La Sainte Poterie : exploration urbex dans une usine de céramique.

La Sainte Poterie : exploration urbex dans une usine de céramique.

Pour ce nouveau récit, je vous invite à partir en exploration urbex à mes côtés, dans une ancienne usine de porcelaine et de faïence. Nichée dans une petite commune rurale du Grand-Est, la Sainte Poterie est préservée de toutes dégradations humaines. A l’intérieur, l’ambiance est unique, un site industriel comme il est rare d’en visiter. Le temps s’y est arrêté. Tout est resté figé, rien n’a bougé, comme si les ouvriers allaient revenir le lendemain, reprendre leur activité arrêtée la veille.

Une usine tournée vers les objets religieux

La Sainte Poterie fut fondée en 1856 dans une ancienne ville minière, connue pour ses abondantes et qualitatives carrières d’argile.
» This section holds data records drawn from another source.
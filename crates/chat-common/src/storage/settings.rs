//! Local settings blob - a small JSON key-value document on disk
//!
//! Read once at startup, written through on every change. Losing the file is
//! harmless: every value in it can be recomputed.

use std::fs;
use std::path::{Path, PathBuf};

use parking_lot::RwLock;
use serde::de::DeserializeOwned;
use serde::Serialize;
use serde_json::{Map, Value};

/// JSON object file holding client-local settings
#[derive(Debug)]
pub struct SettingsStore {
    path: PathBuf,
    values: RwLock<Map<String, Value>>,
}

impl SettingsStore {
    /// Open the store at `path`; a missing file yields an empty store
    pub fn open(path: impl Into<PathBuf>) -> Result<Self, SettingsError> {
        let path = path.into();
        let values = match fs::read(&path) {
            Ok(bytes) if bytes.iter().all(u8::is_ascii_whitespace) => Map::new(),
            Ok(bytes) => match serde_json::from_slice::<Value>(&bytes) {
                Ok(Value::Object(map)) => map,
                Ok(_) => return Err(SettingsError::NotAnObject { path }),
                Err(source) => return Err(SettingsError::Parse { path, source }),
            },
            Err(err) if err.kind() == std::io::ErrorKind::NotFound => Map::new(),
            Err(source) => return Err(io_err(&path, source)),
        };

        tracing::debug!(path = %path.display(), keys = values.len(), "settings loaded");

        Ok(Self {
            path,
            values: RwLock::new(values),
        })
    }

    pub fn path(&self) -> &Path {
        &self.path
    }

    /// Read and decode a value; absent or undecodable values yield `None`
    pub fn get<T: DeserializeOwned>(&self, key: &str) -> Option<T> {
        let values = self.values.read();
        let value = values.get(key)?;
        match serde_json::from_value(value.clone()) {
            Ok(decoded) => Some(decoded),
            Err(e) => {
                tracing::warn!(key, error = %e, "ignoring undecodable setting");
                None
            }
        }
    }

    /// Store a value and write the file
    pub fn set<T: Serialize>(&self, key: &str, value: &T) -> Result<(), SettingsError> {
        let value = serde_json::to_value(value)?;
        self.values.write().insert(key.to_string(), value);
        self.save()
    }

    /// Remove a value; returns whether it existed
    pub fn remove(&self, key: &str) -> Result<bool, SettingsError> {
        let existed = self.values.write().remove(key).is_some();
        if existed {
            self.save()?;
        }
        Ok(existed)
    }

    /// Write the current document to disk (temp file + rename)
    pub fn save(&self) -> Result<(), SettingsError> {
        let bytes = {
            let values = self.values.read();
            serde_json::to_vec_pretty(&*values)?
        };

        if let Some(parent) = self.path.parent().filter(|p| !p.as_os_str().is_empty()) {
            fs::create_dir_all(parent).map_err(|source| io_err(parent, source))?;
        }
        let tmp = self.path.with_extension("json.tmp");
        fs::write(&tmp, bytes).map_err(|source| io_err(&tmp, source))?;
        fs::rename(&tmp, &self.path).map_err(|source| io_err(&self.path, source))?;
        Ok(())
    }
}

fn io_err(path: &Path, source: std::io::Error) -> SettingsError {
    SettingsError::Io {
        path: path.to_path_buf(),
        source,
    }
}

/// Settings store errors
#[derive(Debug, thiserror::Error)]
pub enum SettingsError {
    #[error("settings io error at {path}: {source}")]
    Io {
        path: PathBuf,
        #[source]
        source: std::io::Error,
    },

    #[error("settings file {path} is not valid JSON: {source}")]
    Parse {
        path: PathBuf,
        #[source]
        source: serde_json::Error,
    },

    #[error("settings file {path} must contain a JSON object")]
    NotAnObject { path: PathBuf },

    #[error("failed to encode settings: {0}")]
    Encode(#[from] serde_json::Error),
}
Au départ, il s’agit d’une porcelainerie produisant exclusivement des sujets religieux, notamment des statues pour les églises et les ornements de tombes. Rapidement, elle se diversifia dans la production de statuettes en terre cuite, pouvant être fabriquées à température plus basse dans la partie haute des fours. La statuette y est alors déclinée sous toutes ses formes, ce qui fait de la Sainte Poterie, l’usine détenant le monopole de l’art funéraire en France.

Les souvenirs de vacances

Vers 1889, à l’occasion de l’Exposition Universelle, la manufacture lance la production d’une série intitulée « souvenirs des bords de mer » en terre cuite rouge ou décorée. La Sainte Poterie se spécialise alors dans ce secteur et innove dans des milliers de modèles différents. Elle devient alors le premier fabricant français de souvenirs locaux. D’ailleurs, en rentrant de cette exploration urbex, en regardant sur Internet, j’ai constaté que ces sujets étaient recherchés par les collectionneurs. Vendu quelques francs dans les années 30, un souvenir de bord de mer peut valoir, aujourd’hui, plus d’un millier d’euros.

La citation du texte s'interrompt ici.